In fact, anyone who’s interested in multiple areas of visual media should consider investing in Adobe’s Creative Suite 3 Production Premium, which includes the newest versions of Flash, Illustrator, Photoshop, After Effects, Soundbooth and the DVD authoring program Encore as well as the new and improved Premiere. It has a hefty price tag, retailing at $1699, but considering that Final Cut Studio 2 retails at $1199 and doesn’t include nearly as many programs, it’s a good deal.
Although Premiere isn’t quite on a level with Final Cut or Avid, it has enough professional features to satisfy an advanced editor, and if you do end up working with Final Cut or Avid later, you’ll find the learning curve will be a lot less steep than if you’d started out in a more basic program. Also, the ability to work with Adobe’s other software may prove valuable, as skills in programs like Photoshop and Flash are highly sought-after commodities in the world of visual media today.
Premiere CS3 allows you an immense amount of creative control, including keyframing capability for animating effects, time remapping, and multicam editing. The editing interface is customizable, if slightly drab-looking, and the timeline controls are as varied as you could wish.
The render settings are full of useful options, like the choice to render audio or video clips without their applied effects, or the choice between a RAM preview (requiring no rendering of files), a To Screen preview (renders as quickly as possible) and a From Disk preview (renders an exact, accurate preview) depending on what you need at the time.

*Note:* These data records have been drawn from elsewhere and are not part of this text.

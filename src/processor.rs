// Raffle Entitlement Engine - Write intent processor
use solana_program::clock::UnixTimestamp;

use crate::{
    error::RaffleError,
    instruction::RaffleInstruction,
    query::{RaffleQuery, RaffleWriter, Receipt},
    session::RaffleSession,
    utils::TokenAmount,
};

/// Write intent handler.
pub struct Processor {}

impl Processor {
    /// Unpack a serialized intent and process it
    pub async fn process_packed<Q, W>(
        session: &mut RaffleSession<Q, W>,
        instruction_data: &[u8],
        now: UnixTimestamp,
    ) -> Result<Receipt, RaffleError>
    where
        Q: RaffleQuery,
        W: RaffleWriter,
    {
        let instruction = RaffleInstruction::unpack(instruction_data)?;
        Self::process(session, &instruction, now).await
    }

    /// Check `instruction` against the caller's current action set, hand it
    /// to the write collaborator and re-read the raffle once it lands.
    ///
    /// Failed writes leave every cache as it was.
    pub async fn process<Q, W>(
        session: &mut RaffleSession<Q, W>,
        instruction: &RaffleInstruction,
        now: UnixTimestamp,
    ) -> Result<Receipt, RaffleError>
    where
        Q: RaffleQuery,
        W: RaffleWriter,
    {
        if !session.caller().is_connected() {
            return Err(RaffleError::WalletNotConnected);
        }

        let actions = session.actions(now)?;
        let action = instruction.action();
        if !actions.contains(action) {
            tracing::warn!(?action, "action not permitted");
            return Err(RaffleError::ActionNotPermitted(action));
        }

        tracing::info!(method = instruction.method_name(), "processing instruction");
        let receipt = match instruction {
            RaffleInstruction::PurchaseTickets { quantity, value } => {
                Self::process_purchase_tickets(session, *quantity, *value).await
            }
            RaffleInstruction::ApproveFungible { .. }
            | RaffleInstruction::ApproveToken { .. }
            | RaffleInstruction::SetApprovalForAll { .. } => {
                Self::process_approve_escrow(session, instruction).await
            }
            RaffleInstruction::DepositEscrowPrize { value } => {
                Self::process_deposit_escrow(session, *value).await
            }
            RaffleInstruction::Activate
            | RaffleInstruction::EndRaffle
            | RaffleInstruction::RequestRandomWords
            | RaffleInstruction::ClaimPrize
            | RaffleInstruction::ClaimRefund
            | RaffleInstruction::DeleteRaffle
            | RaffleInstruction::WithdrawEscrowedPrize
            | RaffleInstruction::SetExternalPrize { .. }
            | RaffleInstruction::MintToWinner { .. } => session.submit(instruction).await,
        };

        let receipt = match receipt {
            Ok(receipt) => receipt,
            Err(err) => {
                tracing::warn!(method = instruction.method_name(), error = %err, "write failed");
                return Err(err);
            }
        };

        tracing::info!(
            method = instruction.method_name(),
            signature = %receipt.signature,
            "write confirmed"
        );
        session.invalidate_after_write();
        session.refresh(now).await?;
        Ok(receipt)
    }

    /// Process PurchaseTickets instruction
    async fn process_purchase_tickets<Q, W>(
        session: &mut RaffleSession<Q, W>,
        quantity: u64,
        value: TokenAmount,
    ) -> Result<Receipt, RaffleError>
    where
        Q: RaffleQuery,
        W: RaffleWriter,
    {
        let expected = session.purchase_instruction(quantity)?;
        if expected.value() != value {
            tracing::warn!(
                %value,
                expected = %expected.value(),
                "purchase value does not match ticket price"
            );
            return Err(RaffleError::InvalidInstructionData);
        }
        session.submit(&expected).await
    }

    /// Process an escrow approval instruction
    async fn process_approve_escrow<Q, W>(
        session: &mut RaffleSession<Q, W>,
        instruction: &RaffleInstruction,
    ) -> Result<Receipt, RaffleError>
    where
        Q: RaffleQuery,
        W: RaffleWriter,
    {
        let expected = session
            .pipeline()
            .and_then(|pipeline| pipeline.approval_instruction())
            .ok_or(RaffleError::NothingToApprove)?;
        if expected != *instruction {
            return Err(RaffleError::InvalidInstructionData);
        }
        session.approve_escrow().await
    }

    /// Process DepositEscrowPrize instruction
    async fn process_deposit_escrow<Q, W>(
        session: &mut RaffleSession<Q, W>,
        value: TokenAmount,
    ) -> Result<Receipt, RaffleError>
    where
        Q: RaffleQuery,
        W: RaffleWriter,
    {
        let expected = session
            .pipeline()
            .map(|pipeline| pipeline.deposit_instruction())
            .ok_or(RaffleError::NothingToApprove)?;
        if expected.value() != value {
            return Err(RaffleError::InvalidInstructionData);
        }
        session.deposit_escrow().await
    }
}
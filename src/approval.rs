// Raffle Entitlement Engine - Escrow approval pipeline
use solana_program::pubkey::Pubkey;

use crate::error::RaffleError;
use crate::instruction::RaffleInstruction;
use crate::prize::PrizeKind;
use crate::query::{or_default, RaffleQuery, RaffleWriter, Receipt};
use crate::utils::TokenAmount;

/// Escrow progress for one (owner, prize) pair
#[derive(Clone, Copy, Debug, PartialEq, Eq, Hash)]
pub enum ApprovalState {
    NotChecked,
    NotApproved,
    Approved,
    /// Deposit submitted, waiting for the re-read
    Depositing,
    Deposited,
}

/// Two-step "approve transfer, then deposit" flow for an escrowed prize.
///
/// State only moves through `check`, `approve` and `deposit`; every write is
/// followed by a fresh read instead of trusting the local outcome.
#[derive(Clone, Debug, PartialEq, Eq)]
pub struct ApprovalPipeline {
    prize: PrizeKind,
    /// Prize holder (the raffle creator)
    owner: Pubkey,
    /// Raffle contract that takes custody
    spender: Pubkey,
    state: ApprovalState,
}

impl ApprovalPipeline {
    pub fn new(prize: PrizeKind, owner: Pubkey, spender: Pubkey) -> Self {
        Self {
            prize,
            owner,
            spender,
            state: ApprovalState::NotChecked,
        }
    }

    pub fn state(&self) -> ApprovalState {
        self.state
    }

    pub fn prize(&self) -> PrizeKind {
        self.prize
    }

    /// Approval write for this prize, `None` when no approval step exists
    pub fn approval_instruction(&self) -> Option<RaffleInstruction> {
        match self.prize {
            PrizeKind::Fungible { token, .. } => Some(RaffleInstruction::ApproveFungible {
                token,
                spender: self.spender,
                amount: TokenAmount::new(u128::MAX),
            }),
            PrizeKind::UniqueToken {
                collection,
                token_id,
            } => Some(RaffleInstruction::ApproveToken {
                collection,
                spender: self.spender,
                token_id,
            }),
            PrizeKind::MultiUnitToken { collection, .. } => {
                Some(RaffleInstruction::SetApprovalForAll {
                    collection,
                    operator: self.spender,
                    approved: true,
                })
            }
            PrizeKind::Native(_) | PrizeKind::None => None,
        }
    }

    /// Deposit write; native prizes carry their amount as value
    pub fn deposit_instruction(&self) -> RaffleInstruction {
        let value = match self.prize {
            PrizeKind::Native(amount) => amount,
            _ => TokenAmount::ZERO,
        };
        RaffleInstruction::DepositEscrowPrize { value }
    }

    /// Whether the spender may currently move the prize out of the owner's hands
    pub async fn check_approval<Q: RaffleQuery>(&self, query: &Q) -> ApprovalState {
        let approved = match self.prize {
            PrizeKind::None => return ApprovalState::NotChecked,
            PrizeKind::Native(_) => true,
            PrizeKind::Fungible { token, amount } => {
                let allowance = or_default(
                    "allowance",
                    query.allowance(&token, &self.owner, &self.spender).await,
                    TokenAmount::ZERO,
                );
                allowance.gte(amount)
            }
            PrizeKind::UniqueToken {
                collection,
                token_id,
            } => {
                let approved = or_default(
                    "approvedForToken",
                    query.approved_for_token(&collection, token_id).await,
                    Pubkey::default(),
                );
                approved == self.spender
                    || or_default(
                        "isApprovedForAll",
                        query
                            .is_approved_for_all(&collection, &self.owner, &self.spender)
                            .await,
                        false,
                    )
            }
            PrizeKind::MultiUnitToken { collection, .. } => or_default(
                "isApprovedForAll",
                query
                    .is_approved_for_all(&collection, &self.owner, &self.spender)
                    .await,
                false,
            ),
        };

        if approved {
            ApprovalState::Approved
        } else {
            ApprovalState::NotApproved
        }
    }

    /// Whether the prize already sits in the raffle contract
    pub async fn check_deposited<Q: RaffleQuery>(&self, query: &Q) -> bool {
        match self.prize {
            PrizeKind::None => false,
            PrizeKind::Native(amount) => or_default(
                "nativeBalance",
                query.native_balance(&self.spender).await,
                TokenAmount::ZERO,
            )
            .gte(amount),
            PrizeKind::Fungible { token, amount } => or_default(
                "fungibleBalance",
                query.fungible_balance(&token, &self.spender).await,
                TokenAmount::ZERO,
            )
            .gte(amount),
            PrizeKind::UniqueToken {
                collection,
                token_id,
            } => {
                or_default(
                    "ownerOf",
                    query.owner_of(&collection, token_id).await,
                    Pubkey::default(),
                ) == self.spender
            }
            PrizeKind::MultiUnitToken {
                collection,
                token_id,
            } => {
                or_default(
                    "multiUnitBalance",
                    query
                        .multi_unit_balance(&collection, &self.spender, token_id)
                        .await,
                    0,
                ) > 0
            }
        }
    }

    /// Re-read deposit and approval status from the chain
    pub async fn refresh<Q: RaffleQuery>(&mut self, query: &Q) -> ApprovalState {
        self.state = if self.check_deposited(query).await {
            ApprovalState::Deposited
        } else {
            self.check_approval(query).await
        };
        self.state
    }

    /// Submit the approval write. No retry: on failure the state is left as
    /// it was and the caller may `refresh` before trying again.
    pub async fn approve<Q, W>(&mut self, query: &Q, writer: &W) -> Result<Receipt, RaffleError>
    where
        Q: RaffleQuery,
        W: RaffleWriter,
    {
        let instruction = self
            .approval_instruction()
            .ok_or(RaffleError::NothingToApprove)?;
        let target = instruction.target(&self.spender);

        tracing::info!(method = instruction.method_name(), "submitting approval");
        let receipt = writer.submit(&target, &instruction).await.map_err(|failure| {
            let reason = failure.revert_reason();
            tracing::warn!(%reason, "approval failed");
            RaffleError::WriteFailed(reason)
        })?;

        self.refresh(query).await;
        tracing::info!(state = ?self.state, "approval confirmed");
        Ok(receipt)
    }

    /// Submit the deposit write. Success and failure both end in a forced
    /// re-read, since only funds actually held by the raffle count.
    pub async fn deposit<Q, W>(&mut self, query: &Q, writer: &W) -> Result<Receipt, RaffleError>
    where
        Q: RaffleQuery,
        W: RaffleWriter,
    {
        if self.prize.is_none() {
            return Err(RaffleError::NothingToApprove);
        }

        let instruction = self.deposit_instruction();
        tracing::info!(method = instruction.method_name(), "submitting deposit");

        self.state = ApprovalState::Depositing;
        let result = writer.submit(&self.spender, &instruction).await;
        self.refresh(query).await;

        match result {
            Ok(receipt) => {
                tracing::info!(state = ?self.state, "deposit confirmed");
                Ok(receipt)
            }
            Err(failure) => {
                let reason = failure.revert_reason();
                tracing::warn!(%reason, state = ?self.state, "deposit failed");
                Err(RaffleError::WriteFailed(reason))
            }
        }
    }
}
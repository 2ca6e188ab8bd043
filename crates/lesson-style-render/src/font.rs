use lesson_style::{FaceVariant, ReaderTypeface};
use serde::{Deserialize, Serialize};

/// One installed font face.
#[derive(Clone, Debug, PartialEq, Eq, Serialize, Deserialize)]
pub struct FontFace {
    /// Name used to request the face, e.g. `Lato-Bold`.
    pub name: String,
    /// Family shared by sibling faces.
    pub family: String,
    pub variant: FaceVariant,
}

impl FontFace {
    pub fn new(name: impl Into<String>, family: impl Into<String>, variant: FaceVariant) -> Self {
        Self {
            name: name.into(),
            family: family.into(),
            variant,
        }
    }
}

/// Set of installed faces.
#[derive(Clone, Debug, Default, PartialEq, Eq)]
pub struct FontCatalog {
    faces: Vec<FontFace>,
}

impl FontCatalog {
    /// Empty catalog.
    pub fn new() -> Self {
        Self::default()
    }

    /// Every variant of every reader typeface.
    pub fn bundled() -> Self {
        let mut catalog = Self {
            faces: Vec::with_capacity(ReaderTypeface::ALL.len() * 4),
        };
        for typeface in ReaderTypeface::ALL {
            for variant in [
                FaceVariant::Regular,
                FaceVariant::Bold,
                FaceVariant::Italic,
                FaceVariant::BoldItalic,
            ] {
                catalog.register(FontFace::new(
                    typeface.font_name(variant),
                    typeface.family(),
                    variant,
                ));
            }
        }
        catalog
    }

    pub fn with_face(mut self, face: FontFace) -> Self {
        self.register(face);
        self
    }

    /// Add a face. A face whose name is already registered is ignored.
    pub fn register(&mut self, face: FontFace) {
        if self.face(&face.name).is_none() {
            self.faces.push(face);
        }
    }

    /// Face by name, case-insensitive.
    pub fn face(&self, name: &str) -> Option<&FontFace> {
        let name = name.trim();
        self.faces
            .iter()
            .find(|face| face.name.eq_ignore_ascii_case(name))
    }

    pub fn contains(&self, name: &str) -> bool {
        self.face(name).is_some()
    }

    /// Face in the same family as `name` with the requested variant.
    pub fn sibling(&self, name: &str, variant: FaceVariant) -> Option<&FontFace> {
        let base = self.face(name)?;
        self.faces
            .iter()
            .find(|face| face.family.eq_ignore_ascii_case(&base.family) && face.variant == variant)
    }

    pub fn len(&self) -> usize {
        self.faces.len()
    }

    pub fn is_empty(&self) -> bool {
        self.faces.is_empty()
    }

    pub fn iter(&self) -> impl Iterator<Item = &FontFace> {
        self.faces.iter()
    }
}

/// Fallback policy for font matching.
#[derive(Clone, Debug, PartialEq, Eq, Serialize, Deserialize)]
#[serde(default, rename_all = "camelCase")]
pub struct FontPolicy {
    /// Final fallback when neither the requested nor the default face is installed.
    pub system_font: String,
    /// Whether document-named fonts are honored at all.
    pub allow_document_fonts: bool,
}

impl FontPolicy {
    pub fn with_system_font(mut self, name: impl Into<String>) -> Self {
        self.system_font = name.into();
        self
    }

    pub fn with_document_fonts(mut self, allow: bool) -> Self {
        self.allow_document_fonts = allow;
        self
    }
}

impl Default for FontPolicy {
    fn default() -> Self {
        Self {
            system_font: "System".to_string(),
            allow_document_fonts: true,
        }
    }
}

/// Which step of the fallback chain produced a font.
#[derive(Clone, Copy, Debug, PartialEq, Eq, Serialize, Deserialize)]
#[serde(rename_all = "camelCase")]
pub enum FontSource {
    Requested,
    TemplateDefault,
    System,
}

/// Concrete font reference.
#[derive(Clone, Debug, PartialEq, Serialize, Deserialize)]
#[serde(rename_all = "camelCase")]
pub struct ResolvedFont {
    pub name: String,
    pub size: f32,
    pub source: FontSource,
}

/// Resolution result with its fallback reasoning.
#[derive(Clone, Debug, PartialEq)]
pub struct FontResolutionTrace {
    pub font: ResolvedFont,
    pub reason_chain: Vec<String>,
}

/// Font resolution engine.
#[derive(Clone, Debug)]
pub struct FontResolver {
    policy: FontPolicy,
    catalog: FontCatalog,
}

impl Default for FontResolver {
    fn default() -> Self {
        Self::new(FontCatalog::bundled())
    }
}

impl FontResolver {
    pub fn new(catalog: FontCatalog) -> Self {
        Self {
            policy: FontPolicy::default(),
            catalog,
        }
    }

    pub fn with_policy(mut self, policy: FontPolicy) -> Self {
        self.policy = policy;
        self
    }

    pub fn policy(&self) -> &FontPolicy {
        &self.policy
    }

    pub fn catalog(&self) -> &FontCatalog {
        &self.catalog
    }

    /// Resolve `requested`, falling back to `default` and then the system font.
    pub fn resolve(&self, requested: Option<&str>, default: &str, size: f32) -> ResolvedFont {
        self.resolve_with_trace(requested, default, size).font
    }

    /// Resolve with full fallback reasoning.
    pub fn resolve_with_trace(
        &self,
        requested: Option<&str>,
        default: &str,
        size: f32,
    ) -> FontResolutionTrace {
        let mut reasons = Vec::with_capacity(4);
        if let Some(requested) = requested {
            if !self.policy.allow_document_fonts {
                reasons.push("document fonts disabled by policy".to_string());
            } else if let Some(face) = self.catalog.face(requested) {
                reasons.push(format!("matched requested font '{}'", requested));
                return trace(face.name.clone(), size, FontSource::Requested, reasons);
            } else {
                log::debug!("font '{}' is not installed; using '{}'", requested, default);
                reasons.push(format!("requested font '{}' not installed", requested));
            }
        }
        if let Some(face) = self.catalog.face(default) {
            reasons.push(format!("using template default '{}'", face.name));
            return trace(face.name.clone(), size, FontSource::TemplateDefault, reasons);
        }
        reasons.push(format!("template default '{}' not installed", default));
        reasons.push(format!(
            "fallback to policy system font '{}'",
            self.policy.system_font
        ));
        trace(
            self.policy.system_font.clone(),
            size,
            FontSource::System,
            reasons,
        )
    }

    /// Sibling of `name` in the requested variant, or `name` itself when the
    /// family has no such face.
    pub fn emphasized(&self, name: &str, variant: FaceVariant, size: f32) -> ResolvedFont {
        match self.catalog.sibling(name, variant) {
            Some(face) => ResolvedFont {
                name: face.name.clone(),
                size,
                source: FontSource::Requested,
            },
            None => {
                log::debug!("no {:?} sibling for '{}'", variant, name);
                self.resolve(None, name, size)
            }
        }
    }
}

fn trace(name: String, size: f32, source: FontSource, reasons: Vec<String>) -> FontResolutionTrace {
    FontResolutionTrace {
        font: ResolvedFont { name, size, source },
        reason_chain: reasons,
    }
}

All the controls, from basic edits to effects, are not necessarily intuitive, and if you’ve never edited before you will quickly get lost among all the commands, not to mention all the possibilities provided for with Premiere’s array of effects, filters and transitions. Even advanced editors may find that plenty of things are hidden, although the Help section is very informative if you get totally lost.
For example, I had a hard time finding the Adobe Title Designer (FYI, it's under File > New > Title), but once I did I was impressed with the incredibly powerful tool. You can use it to create multi-font, multi-color titles that can be saved as clips in your Project window.
Premiere CS3 comes with two other useful components: Adobe OnLocation, which allows you to record directly to hard disk and monitor your footage (Windows only), and Encore, Adobe’s DVD authoring software, which can also create Blu-Ray discs. This is particularly useful as it means that all the programs you use in your production, from start to finish, are compatible.
The fact that Premiere CS3 allows for easy integration with After Effects and Photoshop, which are industry-standard programs, doesn’t hurt either. What’s more, a quick peek at the Adobe website reveals a truly staggering array of cheap plug-ins for Premiere, from film-look filters to 3D effects.
The Final Word
Premiere CS3 also looks a lot less drab than its predecessors, and all in all is beginning to catch up to the success and popularity enjoyed by other Adobe programs like Photoshop. While previously many editors were using After Effects and Photoshop in conjuction with non-Adobe editing software, preferring Final Cut or Avid for their actual editing work, the new features of Premiere CS3 makes investing in the whole Production Premium suite worthwhile.
If you’re a beginning editor, let me remind you that this is a program meant for the pros or at the very least the semi-pros: it’s a complex program built to handle complex projects. For both price and ease of use, beginners and hobbyists will do better with Adobe Premiere Elements, a simplified version of Premiere.
On its own, Premiere CS3 retails for about the same price as Final Cut or Avid, so if all you’re interested in is straight-up professional editing, Avid or Final Cut may be the way to go, as Premiere is not quite as powerful in most instances and you won’t need the integration with other visual programs it provides. But if you want a good, solid basis in visual media, consider investing in the Production Premium. For big projects, it’s absolutely worth it.